The two most recently published meta-analyses of home pesticide exposure and the risk of

childhood leukemia encompassed 13,4 these were published in 2011 and 2010 respectively

and included five studies8-12 that are part of the current pooled analyses: four with ALL

data,8, 9, 11, 12 one with AML data,12 and one with data for any childhood leukemia10.

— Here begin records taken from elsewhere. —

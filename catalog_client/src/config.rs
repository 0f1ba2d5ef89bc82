//! Catalog endpoint configuration.
//!
//! `CATALOG_API_URL` is read at runtime on native targets. Browser builds
//! have no process environment, so the value baked in at compile time is used
//! there instead.

use std::time::Duration;

use common::{fetch_error::FetchError, search_const::PAGE_SIZE};
use url::Url;

pub const CATALOG_API_URL_ENV: &str = "CATALOG_API_URL";
pub const CATALOG_PAGE_SIZE_ENV: &str = "CATALOG_PAGE_SIZE";

const DEFAULT_TIMEOUT: Duration = Duration::from_secs(30);

#[derive(Debug, Clone, PartialEq, Eq)]
pub struct CatalogConfig {
    pub base_url: Url,
    pub page_size: u64,
    pub timeout: Duration,
}

impl CatalogConfig {
    pub fn new(base_url: Url) -> Self {
        Self { base_url: with_trailing_slash(base_url), page_size: PAGE_SIZE, timeout: DEFAULT_TIMEOUT }
    }

    pub fn from_env() -> Result<Self, FetchError> {
        Self::from_lookup(|key| match key {
            CATALOG_API_URL_ENV => std::env::var(key).ok().or_else(|| option_env!("CATALOG_API_URL").map(str::to_string)),
            _ => std::env::var(key).ok(),
        })
    }

    /// Builds the configuration from an arbitrary variable lookup.
    pub fn from_lookup(lookup: impl Fn(&str) -> Option<String>) -> Result<Self, FetchError> {
        let raw = lookup(CATALOG_API_URL_ENV)
            .filter(|value| !value.trim().is_empty())
            .ok_or_else(|| FetchError::Configuration(format!("{CATALOG_API_URL_ENV} is not set")))?;
        let base_url = Url::parse(raw.trim())
            .map_err(|e| FetchError::Configuration(format!("{CATALOG_API_URL_ENV} is not a valid URL: {e}")))?;

        let mut config = Self::new(base_url);
        if let Some(page_size) = lookup(CATALOG_PAGE_SIZE_ENV) {
            match page_size.trim().parse::<u64>() {
                Ok(size) if size > 0 => config.page_size = size,
                _ => tracing::warn!(value = %page_size, "ignoring invalid {CATALOG_PAGE_SIZE_ENV}"),
            }
        }
        Ok(config)
    }

    pub fn endpoint(&self, path: &str) -> Result<Url, FetchError> {
        self.base_url
            .join(path)
            .map_err(|e| FetchError::Configuration(format!("cannot build catalog URL for {path}: {e}")))
    }
}

// `Url::join` replaces the last segment unless the base ends with a slash.
fn with_trailing_slash(mut url: Url) -> Url {
    if !url.path().ends_with('/') {
        let path = format!("{}/", url.path());
        url.set_path(&path);
    }
    url
}

#[cfg(test)]
mod tests {
    use super::*;
    use pretty_assertions::assert_eq;

    fn lookup<'a>(vars: &'a [(&'a str, &'a str)]) -> impl Fn(&str) -> Option<String> + 'a {
        move |key| vars.iter().find(|(k, _)| *k == key).map(|(_, v)| v.to_string())
    }

    #[test]
    fn missing_url_is_a_configuration_error() {
        let error = CatalogConfig::from_lookup(lookup(&[])).unwrap_err();
        assert!(error.is_fatal());
        let blank = CatalogConfig::from_lookup(lookup(&[(CATALOG_API_URL_ENV, "  ")])).unwrap_err();
        assert!(blank.is_fatal());
    }

    #[test]
    fn invalid_url_is_a_configuration_error() {
        let error = CatalogConfig::from_lookup(lookup(&[(CATALOG_API_URL_ENV, "not a url")])).unwrap_err();
        assert!(matches!(error, FetchError::Configuration(message) if message.contains("not a valid URL")));
    }

    #[test]
    fn endpoints_are_joined_below_the_base_path() {
        let config = CatalogConfig::from_lookup(lookup(&[(CATALOG_API_URL_ENV, "https://lots.example/backend")]))
            .expect("config");
        assert_eq!(config.endpoint("api/lots/list").expect("url").as_str(), "https://lots.example/backend/api/lots/list");
        assert_eq!(config.page_size, PAGE_SIZE);
    }

    #[test]
    fn page_size_override() {
        let vars = [(CATALOG_API_URL_ENV, "http://localhost:5000"), (CATALOG_PAGE_SIZE_ENV, "50")];
        assert_eq!(CatalogConfig::from_lookup(lookup(&vars)).expect("config").page_size, 50);
        let vars = [(CATALOG_API_URL_ENV, "http://localhost:5000"), (CATALOG_PAGE_SIZE_ENV, "0")];
        assert_eq!(CatalogConfig::from_lookup(lookup(&vars)).expect("config").page_size, PAGE_SIZE);
    }
}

However, in both meta-analyses, the analyses of leukemia sub-types included data from

fewer than six studies because the others lacked information on leukaemia subtype. Direct

comparison between these meta-analyses is difficult due to differences in methods used and

the results reported. Nevertheless, both reported elevated odds ratios (ORs) for ALL with

exposure to insecticides and herbicides during pregnancy. For exposures after birth, both

reported no association with herbicides but there was inconsistency with regard to

insecticides exposure.

The aim of our analyses was to investigate whether home pesticide exposure in the time

leading up to conception, during pregnancy or after the child's birth increased the risk of

childhood ALL or AML. Pooling original individual-level data allowed us to better

harmonize exposure information and categories and adjust for other factors, as well to create

a far larger case samples than in the previous meta-analyses. We also investigated whether

the relationship varied by immunophenotype or cytogenetic sub-type of ALL.

Methods

We included 12 CLIC studies (12 with ALL cases and nine with AML cases, which were

conducted in North America, Europe and Australasia over a 30 year period) (Table 1), six of

which have previously published findings related to home pesticide exposure.8-13 Original

data were requested from each study, including home or occupational pesticide exposures,

matching variables, demographics, potential confounders and disease sub-types. A summary

of study design and participant details, including inclusion criteria, has already been

published.6 Most studies recruited children up to and including the age of 14 years, except

one that included children up to the age of 10 years (Italy). All were approved by the

relevant institutional or regional ethics committees.

Exposure assessment

We included any CLIC study that had a measure of home pesticide exposure in any of three

time periods: period leading up to the child's conception, during pregnancy and after the

child's birth. The measures of home pesticide exposure in each included study are

summarized in Table 1. Briefly, data on exposure before conception were available for six

of the 12 included studies: three studies for exposure in the month before conception

(Greece: 1993-1994 and 1996-97; Children's Oncology Group (COG)-E15); and two for

three months before conception (Northern California Childhood Leukemia Study (NCCLS)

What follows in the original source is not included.